10% intracranial tumours
state the aetiology
- micro-adenoma (<1cm)
* macro-adenoma (>1cm)
What are the 3 histological types of tumours?
- Chromophobe (70%): non-secretory, prolactin secreting (50%) or GH (acromegaly) or ACTH (Cushing’s disease) (RARE), local pressure affect is 30,
- Acidophil (15%): secrete GH or prolactin, local pressure effect in 10%
- Basophil (15%): secrete ACTH, local pressure effect is rare
what are the signs and symptoms that occur from the local pressure?
- headache
- bitemporal hemianopia (compression of optic chiasm)
- CN III, IV, V and VI palsies (cavernous sinus pressure), - diabetes insipidus (hypothalamic disease), - sleep and appetite being affected
- CSF rhinorrhoea (erosion of floor through sella)

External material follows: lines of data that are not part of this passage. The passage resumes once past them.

mod common;

use std::sync::Arc;
use std::time::Duration;

use bytes::Bytes;
use ctrader_connector_rs::auth::SessionState;
use ctrader_connector_rs::error::CTraderError;
use ctrader_connector_rs::hooks::SessionEvent;
use ctrader_connector_rs::session::CTraderSession;
use ctrader_connector_rs::types::payload_type;

use common::StubBroker;

async fn wait_for_event(
    events: &mut tokio::sync::broadcast::Receiver<SessionEvent>,
    timeout: Duration,
    mut matcher: impl FnMut(&SessionEvent) -> bool,
) -> SessionEvent {
    let deadline = tokio::time::Instant::now() + timeout;
    loop {
        let remaining = deadline
            .checked_duration_since(tokio::time::Instant::now())
            .expect("timed out waiting for session event");
        let event = tokio::time::timeout(remaining, events.recv())
            .await
            .expect("timed out waiting for session event")
            .expect("event bus closed");
        if matcher(&event) {
            return event;
        }
    }
}

/// Transport loss fails in-flight requests, the supervisor reconnects and
/// re-auths, live tick subscriptions are rearmed, and both iterators keep
/// yielding without ever ending.
#[tokio::test]
async fn test_reconnect_keeps_streams_alive() {
    common::setup();
    let broker = StubBroker::start().await;
    let session = Arc::new(CTraderSession::new(broker.session_config()).unwrap());
    session.connect().await.unwrap();
    let mut events = session.events();

    let mut eur = session.subscribe_ticks(1, "EURUSD").await.unwrap();
    let mut jpy = session.subscribe_ticks(2, "USDJPY").await.unwrap();
    assert_eq!(broker.received_count(payload_type::SUBSCRIBE_SPOTS_REQ), 2);

    // Ticks flow on the first connection.
    broker.push(common::spot_push(1, 110_000, 110_020));
    broker.push(common::spot_push(2, 15_000_000, 15_001_000));
    tokio::time::timeout(Duration::from_secs(2), eur.next())
        .await
        .unwrap()
        .unwrap();
    tokio::time::timeout(Duration::from_secs(2), jpy.next())
        .await
        .unwrap()
        .unwrap();

    // Park a request the stub never answers, then cut the connection.
    broker.behavior.swallow(payload_type::RECONCILE_REQ);
    let in_flight = {
        let session = Arc::clone(&session);
        tokio::spawn(async move {
            session
                .send_request(
                    payload_type::RECONCILE_REQ,
                    Bytes::new(),
                    Some(Duration::from_secs(10)),
                )
                .await
        })
    };
    tokio::time::sleep(Duration::from_millis(100)).await;
    broker.behavior.swallow_types.lock().unwrap().clear();
    broker.kill_connections();

    let lost = in_flight.await.unwrap();
    assert!(matches!(lost, Err(CTraderError::TransportLost { .. })));

    wait_for_event(&mut events, Duration::from_secs(5), |e| {
        matches!(e, SessionEvent::ReconnectAttempt { .. })
    })
    .await;
    wait_for_event(&mut events, Duration::from_secs(5), |e| {
        matches!(e, SessionEvent::ReconnectSuccess { .. })
    })
    .await;

    assert_eq!(session.state(), SessionState::Ready);
    assert!(broker.connection_count() >= 2);
    // Both subscriptions were rearmed on the fresh connection.
    common::wait_for("subscriptions rearmed", Duration::from_secs(2), || {
        broker.received_count(payload_type::SUBSCRIBE_SPOTS_REQ) >= 4
    })
    .await;
    // Refresh-only recovery re-fetched the model.
    assert!(broker.received_count(payload_type::SYMBOLS_LIST_REQ) >= 1);
    assert!(broker.received_count(payload_type::TRADER_REQ) >= 1);
    assert!(broker.received_count(payload_type::RECONCILE_REQ) >= 1);

    // Ticks flow again on both iterators; neither saw end-of-stream.
    broker.push(common::spot_push(1, 110_100, 110_120));
    broker.push(common::spot_push(2, 15_002_000, 15_003_000));
    let eur_tick = tokio::time::timeout(Duration::from_secs(2), eur.next())
        .await
        .unwrap()
        .unwrap();
    assert!((eur_tick.bid.unwrap() - 1.101).abs() < 1e-9);
    tokio::time::timeout(Duration::from_secs(2), jpy.next())
        .await
        .unwrap()
        .unwrap();

    let metrics = session.metrics();
    assert!(metrics.reconnect_attempts >= 1);
    assert_eq!(metrics.reconnect_successes, 1);

    session.disconnect().await;
}

/// A non-retriable rejection during the initial connect latches `Fatal`.
#[tokio::test]
async fn test_fatal_auth_on_connect() {
    common::setup();
    let broker = StubBroker::start().await;
    broker
        .behavior
        .fail_app_auth
        .store(true, std::sync::atomic::Ordering::Release);

    let session = CTraderSession::new(broker.session_config()).unwrap();
    let result = session.connect().await;
    assert!(matches!(result, Err(CTraderError::AuthFailed(_))));
    assert_eq!(session.state(), SessionState::Fatal);

    // A fatal session refuses new work with AuthFailed.
    let refused = session
        .send_request(payload_type::TRADER_REQ, Bytes::new(), None)
        .await;
    assert!(matches!(refused, Err(CTraderError::AuthFailed(_))));
}

/// A non-retriable rejection during re-auth moves the session to `Fatal`,
/// ends every stream, and emits the fatal reconnect event.
#[tokio::test]
async fn test_fatal_auth_during_reconnect() {
    common::setup();
    let broker = StubBroker::start().await;
    let session = CTraderSession::new(broker.session_config()).unwrap();
    session.connect().await.unwrap();
    let mut events = session.events();

    let mut ticks = session.subscribe_ticks(1, "EURUSD").await.unwrap();

    broker
        .behavior
        .fail_account_auth
        .store(true, std::sync::atomic::Ordering::Release);
    broker.kill_connections();

    wait_for_event(&mut events, Duration::from_secs(5), |e| {
        matches!(e, SessionEvent::ReconnectFatal { .. })
    })
    .await;
    assert_eq!(session.state(), SessionState::Fatal);

    // Streams end with end-of-stream rather than an error.
    let ended = tokio::time::timeout(Duration::from_secs(2), ticks.next())
        .await
        .unwrap();
    assert!(ended.is_none());

    let refused = session
        .send_request(payload_type::TRADER_REQ, Bytes::new(), None)
        .await;
    assert!(matches!(refused, Err(CTraderError::AuthFailed(_))));
}

/// With reconnection disabled, transport loss leaves the session
/// disconnected and ends streams.
#[tokio::test]
async fn test_reconnect_disabled_stays_down() {
    common::setup();
    let broker = StubBroker::start().await;
    let mut config = broker.session_config();
    config.reconnect_enabled = false;
    let session = CTraderSession::new(config).unwrap();
    session.connect().await.unwrap();

    let mut ticks = session.subscribe_ticks(1, "EURUSD").await.unwrap();
    broker.kill_connections();

    common::wait_for("session disconnected", Duration::from_secs(3), || {
        session.state() == SessionState::Disconnected
    })
    .await;
    let ended = tokio::time::timeout(Duration::from_secs(2), ticks.next())
        .await
        .unwrap();
    assert!(ended.is_none());
    assert_eq!(broker.connection_count(), 1);
}

/// The refresh boundary events bracket the re-fetched model slices.
#[tokio::test]
async fn test_model_refresh_boundary_events() {
    common::setup();
    let broker = StubBroker::start().await;
    let session = CTraderSession::new(broker.session_config()).unwrap();
    session.connect().await.unwrap();
    let mut events = session.events();

    broker.kill_connections();

    wait_for_event(&mut events, Duration::from_secs(5), |e| {
        matches!(e, SessionEvent::ModelRefreshStart)
    })
    .await;
    let mut refreshed = 0;
    loop {
        let event = wait_for_event(&mut events, Duration::from_secs(5), |e| {
            matches!(
                e,
                SessionEvent::ModelRefreshed { .. } | SessionEvent::ModelRefreshEnd
            )
        })
        .await;
        match event {
            SessionEvent::ModelRefreshed { .. } => refreshed += 1,
            SessionEvent::ModelRefreshEnd => break,
            _ => unreachable!(),
        }
    }
    assert_eq!(refreshed, 3);

    session.disconnect().await;
}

what are some signs and symptoms that are caused by hormones?
- Prolactin: galactorrhoea, reduced libido, amenorrhoea, erectile dysfunction (prolactin inhibitor GnRH secretion causing reduced FSH and LH)
- GH: acromegaly
- ACTH: Cushing’s disease
what investigations are performed?
- Hormones: prolactin, GH, ACTH, cortisol, TFT (secondary hypothyroidism occurs as pituitary tumour invades gland, stopping it from making other hormones), LH and FSH, short synacthen test
- Suppression tests:
o Glucose tolerance test: assesses for acromegaly
o 48h high dose dexamethasone suppression test: suppression in Cushing’s disease
o Water deprivation test: assesses for diabetes insipidus
• MRI pituitary fossa: defines intra and supra sellar extension
what is the management?
- Medical: hormone replacement (always give steroids BEFORE levothyroxine as can precipitate adrenal crisis)
- Surgery: transphenoidal excision with pre-op HYDROCORTISONE and post-op pituitary testing and dynamic adrenal testing at 6w post-op dopamine agonist 1st line for prolactinoma
- Radiotherapy: residual or recurrent adenomas
discuss the post-op
- recurrence may occur late after surgery, so life-long follow up is required.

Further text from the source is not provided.